En s’éloignant, l’ambiance change et des pavillons apparaissent. Plus loin encore, les maisons familiales sont remplacées par des ranchs et des réserves d’indiens, transformant les paysages en décors cinématographiques.

Elsa & Johanna - Beyond the Shadows
Elsa & Johanna – Beyond the Shadows

À chaque nouvel endroit, Elsa & Johanna posent leur valises et se demandent qui pourrait habiter ici, quelles histoires pourraient se cacher derrière chaque porte. Elles reconstituent des personnages qui semblent pouvoir exister dans ce lieu.
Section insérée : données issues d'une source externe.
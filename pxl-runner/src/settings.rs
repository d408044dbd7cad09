//! Runner settings
//!
//! Where workspaces and template fixtures live, which container engine to
//! drive, and whether the report is persisted.

use pxl_core::domain::manifest::RUN_CONFIG_FILE;
use pxl_core::{PipelineError, Result};
use pxl_core::domain::project::PipelineType;
use std::fmt;
use std::path::{Path, PathBuf};
use std::str::FromStr;

/// Container engine used for smoke tests and publishing
///
/// Both engines accept the same argument shapes.
#[derive(Debug, Clone, Copy, PartialEq, Eq, Default)]
pub enum ContainerEngine {
    #[default]
    Docker,
    Podman,
}

impl ContainerEngine {
    /// Executable name
    pub fn binary(&self) -> &'static str {
        match self {
            ContainerEngine::Docker => "docker",
            ContainerEngine::Podman => "podman",
        }
    }
}

impl fmt::Display for ContainerEngine {
    fn fmt(&self, f: &mut fmt::Formatter<'_>) -> fmt::Result {
        f.write_str(self.binary())
    }
}

impl FromStr for ContainerEngine {
    type Err = PipelineError;

    fn from_str(s: &str) -> Result<Self> {
        match s.trim().to_ascii_lowercase().as_str() {
            "docker" => Ok(ContainerEngine::Docker),
            "podman" => Ok(ContainerEngine::Podman),
            other => Err(PipelineError::Argument(format!(
                "unsupported container engine '{}' (expected docker or podman)",
                other
            ))),
        }
    }
}

/// Runner settings
#[derive(Debug, Clone)]
pub struct Settings {
    /// Shared root holding one directory per project (`<root>/<type>/<name>`)
    pub workspace_root: PathBuf,

    /// Root of per-template fixtures (`<root>/<type>/<template>/`)
    pub templates_root: PathBuf,

    pub container_engine: ContainerEngine,

    /// Override file looked up in a template's `fixtures/` directory
    pub override_file_name: String,

    /// Append-only report file mirroring the console
    pub report_path: Option<PathBuf>,
}

impl Settings {
    /// Creates settings with defaults for everything but the two roots
    pub fn new(workspace_root: impl Into<PathBuf>, templates_root: impl Into<PathBuf>) -> Self {
        Self {
            workspace_root: workspace_root.into(),
            templates_root: templates_root.into(),
            container_engine: ContainerEngine::default(),
            override_file_name: RUN_CONFIG_FILE.to_string(),
            report_path: None,
        }
    }

    /// Creates settings from environment variables, read through `lookup`
    ///
    /// Recognised variables:
    /// - PXL_WORKSPACE_ROOT (optional, default: current directory)
    /// - PXL_TEMPLATES_ROOT (optional, default: `templates`)
    /// - PXL_CONTAINER_ENGINE (optional, docker or podman, default: docker)
    /// - PXL_OVERRIDE_FILE (optional, default: run_config.toml)
    /// - PXL_REPORT_PATH (optional)
    pub fn from_lookup<F>(lookup: F) -> Result<Self>
    where
        F: Fn(&str) -> Option<String>,
    {
        let get = |key: &str| lookup(key).filter(|v| !v.trim().is_empty());

        let workspace_root = get("PXL_WORKSPACE_ROOT")
            .map(PathBuf::from)
            .unwrap_or_else(|| PathBuf::from("."));

        let templates_root = get("PXL_TEMPLATES_ROOT")
            .map(PathBuf::from)
            .unwrap_or_else(|| PathBuf::from("templates"));

        let mut settings = Self::new(workspace_root, templates_root);

        if let Some(engine) = get("PXL_CONTAINER_ENGINE") {
            settings.container_engine = engine.parse()?;
        }

        if let Some(name) = get("PXL_OVERRIDE_FILE") {
            settings.override_file_name = name;
        }

        settings.report_path = get("PXL_REPORT_PATH").map(PathBuf::from);

        Ok(settings)
    }

    pub fn with_report_path(mut self, path: impl Into<PathBuf>) -> Self {
        self.report_path = Some(path.into());
        self
    }

    /// Validates the settings
    ///
    /// Every problem is an `Argument` error: settings come from flags and
    /// variables of the invocation.
    pub fn validate(&self) -> Result<()> {
        if self.workspace_root.as_os_str().is_empty() {
            return Err(invalid("workspace_root cannot be empty"));
        }

        if self.templates_root.as_os_str().is_empty() {
            return Err(invalid("templates_root cannot be empty"));
        }

        if self.override_file_name.is_empty()
            || self.override_file_name.contains(['/', '\\'])
        {
            return Err(invalid("override_file_name must be a plain file name"));
        }

        if let Some(report) = self.report_path.as_deref().filter(|p| p.is_dir()) {
            return Err(invalid(format!(
                "report_path {} is a directory",
                report.display()
            )));
        }

        Ok(())
    }

    /// Directory holding the fixtures of every template of a type
    pub fn templates_dir(&self, pipeline_type: PipelineType) -> PathBuf {
        self.templates_root.join(pipeline_type.as_str())
    }

    /// Fixture directory of one template
    pub fn template_dir(&self, pipeline_type: PipelineType, template: &str) -> PathBuf {
        self.templates_dir(pipeline_type).join(template)
    }

    /// Override configuration candidate for a template
    ///
    /// The file may not exist; absence is not an error.
    pub fn override_file(&self, pipeline_type: PipelineType, template: &str) -> PathBuf {
        self.template_dir(pipeline_type, template)
            .join("fixtures")
            .join(&self.override_file_name)
    }

    pub fn report_path(&self) -> Option<&Path> {
        self.report_path.as_deref()
    }
}

fn invalid(message: impl Into<String>) -> PipelineError {
    PipelineError::Argument(message.into())
}

#[cfg(test)]
mod tests {
    use super::*;
    use std::collections::HashMap;

    fn lookup(vars: &[(&str, &str)]) -> impl Fn(&str) -> Option<String> {
        let vars: HashMap<String, String> = vars
            .iter()
            .map(|(k, v)| (k.to_string(), v.to_string()))
            .collect();
        move |key| vars.get(key).cloned()
    }

    #[test]
    fn test_default_settings() {
        let settings = Settings::from_lookup(lookup(&[])).unwrap();
        assert_eq!(settings.workspace_root, PathBuf::from("."));
        assert_eq!(settings.templates_root, PathBuf::from("templates"));
        assert_eq!(settings.container_engine, ContainerEngine::Docker);
        assert_eq!(settings.override_file_name, "run_config.toml");
        assert!(settings.report_path().is_none());
        assert!(settings.validate().is_ok());
    }

    #[test]
    fn test_settings_from_variables() {
        let settings = Settings::from_lookup(lookup(&[
            ("PXL_WORKSPACE_ROOT", "/tmp/ws"),
            ("PXL_CONTAINER_ENGINE", "Podman"),
            ("PXL_REPORT_PATH", "/tmp/report.txt"),
        ]))
        .unwrap();

        assert_eq!(settings.workspace_root, PathBuf::from("/tmp/ws"));
        assert_eq!(settings.container_engine, ContainerEngine::Podman);
        assert_eq!(settings.report_path(), Some(Path::new("/tmp/report.txt")));
    }

    #[test]
    fn test_invalid_engine_is_rejected() {
        let result = Settings::from_lookup(lookup(&[("PXL_CONTAINER_ENGINE", "lxc")]));
        assert!(matches!(result, Err(PipelineError::Argument(_))));
    }

    #[test]
    fn test_settings_validation() {
        let mut settings = Settings::new("/tmp/ws", "templates");
        assert!(settings.validate().is_ok());

        settings.override_file_name = "fixtures/run.toml".to_string();
        assert!(matches!(settings.validate(), Err(PipelineError::Argument(_))));

        settings.override_file_name = "run.toml".to_string();
        settings.workspace_root = PathBuf::new();
        assert!(settings.validate().is_err());
    }

    #[test]
    fn test_override_file_location() {
        let settings = Settings::new("/ws", "/tpl");
        assert_eq!(
            settings.override_file(PipelineType::Processing, "simple"),
            PathBuf::from("/tpl/processing/simple/fixtures/run_config.toml")
        );
    }
}
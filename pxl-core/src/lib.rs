//! Pxl Core
//!
//! Core types and abstractions for the pxl pipeline lifecycle tool.
//!
//! This crate contains:
//! - Domain types: projects, phases, version bumps, run configuration, results
//! - The error taxonomy shared by the runner and the CLI
//!
//! Note: filesystem and process work lives in the runner, not here.

pub mod domain;
pub mod error;

pub use error::{PipelineError, Result};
Elsa & Johanna - Beyond the Shadows
Elsa & Johanna – Beyond the Shadows

Pour développer l’identité de leurs personnages, elles imaginent les relations qu’ils entretiennent. S’entendent-ils bien ? Ou sont-ils en train de se disputer ?

Elsa & Johanna - Beyond the Shadows
Elsa & Johanna – Beyond the Shadows

Le projet aboutit en 2018 au livre Beyond the Shadows, composé de 84 images et publié aux éditions H2L2.

Palace Odyssée (2020)

Palace Odyssée est un projet réalisé à l’invitation du Palais de la Découverte, le musée scientifique situé à Paris.

Elsa & Johanna - Palace Odyssée
Elsa & Johanna – Palace Odyssée

Elsa & Johanna s’approprient le lieu pendant plusieurs semaines pour y incarner une variété de personnages, de visiteurs anonymes aux travailleurs du musée, à travers des mises en scène colorées.

The Timeless Story of Moormerland (2022)

Dans The Timeless Story of Moormerland, Elsa & Johanna nous racontent l’histoire éternelle de Moormerland, un petit village perdu au fin fond de l’Allemagne.

Elsa & Johanna - The Timeless Story of Moormerland
Elsa & Johanna – The Timeless Story of Moormerland

Le duo poursuit leurs mises en scène en puisant cette fois leurs inspirations dans la photo de famille.

Le projet The Timeless Story of Moormerland est constitué de 160 photos réalisées en mai 2021 avec un appareil moyen format argentique, un Mamiya 645 AFD.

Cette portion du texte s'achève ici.